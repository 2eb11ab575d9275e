//! Terminal rendering of the chat

use crate::protocol::Phase;
use crate::store::{Message, MessageId, Role, ViewUpdate};
use std::io::{self, Write};

pub const CRISIS_BANNER: &str = "[crisis support]";
pub const CLEAR_HINT: &str = "(This conversation will clear in a moment.)";
pub const THINKING: &str = "thinking...";
pub const CLEAR_PROMPT: &str = "Clear the conversation? [y/N] ";

fn reply_prefix(phase: Option<Phase>) -> String {
    match phase {
        Some(phase) => format!("companion [{phase}]: "),
        None => "companion: ".to_string(),
    }
}

/// One message as a block of text, without a trailing newline
pub fn render_message(message: &Message) -> String {
    match message.role {
        Role::User => format!("you: {}", message.content),
        Role::Assistant if message.is_resolution => {
            format!("companion: {}\n{CLEAR_HINT}", message.content)
        }
        Role::Assistant if message.content.is_empty() => {
            format!("{}{THINKING}", reply_prefix(message.phase))
        }
        Role::Assistant => format!("{}{}", reply_prefix(message.phase), message.content),
        Role::System if message.is_crisis => format!("{CRISIS_BANNER} {}", message.content),
        Role::System => message.content.clone(),
    }
}

/// Whether a prompt answer means yes
pub fn is_affirmative(answer: &str) -> bool {
    matches!(answer.trim().to_ascii_lowercase().as_str(), "y" | "yes")
}

/// Writes view updates as a running transcript.
///
/// A streaming reply stays on an open line while chunks arrive; anything
/// else printed meanwhile closes the line and reopens it afterwards.
pub struct TranscriptPrinter<W: Write> {
    out: W,
    open_reply: Option<(MessageId, Option<Phase>)>,
}

impl<W: Write> TranscriptPrinter<W> {
    pub fn new(out: W) -> Self {
        Self {
            out,
            open_reply: None,
        }
    }

    pub fn apply(&mut self, update: &ViewUpdate) -> io::Result<()> {
        match update {
            ViewUpdate::Appended(message) => self.appended(message)?,
            ViewUpdate::Extended { id, text } => {
                if self.open_reply.is_some_and(|(open, _)| open == *id) {
                    write!(self.out, "{text}")?;
                }
            }
            ViewUpdate::Removed { id } => {
                self.close_line()?;
                if self.open_reply.is_some_and(|(open, _)| open == *id) {
                    self.open_reply = None;
                    writeln!(self.out, "(reply discarded)")?;
                } else {
                    writeln!(self.out, "(your last message was not sent)")?;
                }
            }
            ViewUpdate::Cleared => {
                self.close_line()?;
                self.open_reply = None;
                writeln!(self.out, "---- conversation cleared ----")?;
            }
            ViewUpdate::Meta(meta) => {
                tracing::debug!(
                    conversation_id = ?meta.conversation_id,
                    phase = %meta.phase,
                    round_count = meta.round_count,
                    "Conversation metadata"
                );
            }
            ViewUpdate::Busy { sending, .. } => {
                if !sending {
                    self.close_line()?;
                    self.open_reply = None;
                }
            }
            ViewUpdate::Notice(notice) => {
                self.interrupt(|out| writeln!(out, "! {notice}"))?;
            }
        }
        self.out.flush()
    }

    pub fn into_inner(self) -> W {
        self.out
    }

    fn appended(&mut self, message: &Message) -> io::Result<()> {
        match message.role {
            Role::Assistant if !message.is_resolution => {
                self.close_line()?;
                write!(self.out, "{}{}", reply_prefix(message.phase), message.content)?;
                self.open_reply = Some((message.id, message.phase));
                Ok(())
            }
            _ => {
                let text = render_message(message);
                self.interrupt(|out| writeln!(out, "{text}"))
            }
        }
    }

    /// Print a full line, resuming an open reply afterwards
    fn interrupt(&mut self, print: impl FnOnce(&mut W) -> io::Result<()>) -> io::Result<()> {
        self.close_line()?;
        print(&mut self.out)?;
        if let Some((_, phase)) = self.open_reply {
            write!(self.out, "{}", reply_prefix(phase))?;
        }
        Ok(())
    }

    fn close_line(&mut self) -> io::Result<()> {
        if self.open_reply.is_some() {
            writeln!(self.out)?;
        }
        Ok(())
    }
}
####
Description of the task:
Each line in the listing above that includes the word "afterwards" needs to be copied out.

Response to this exercise:
/// else printed meanwhile closes the line and reopens it afterwards.
    /// Print a full line, resuming an open reply afterwards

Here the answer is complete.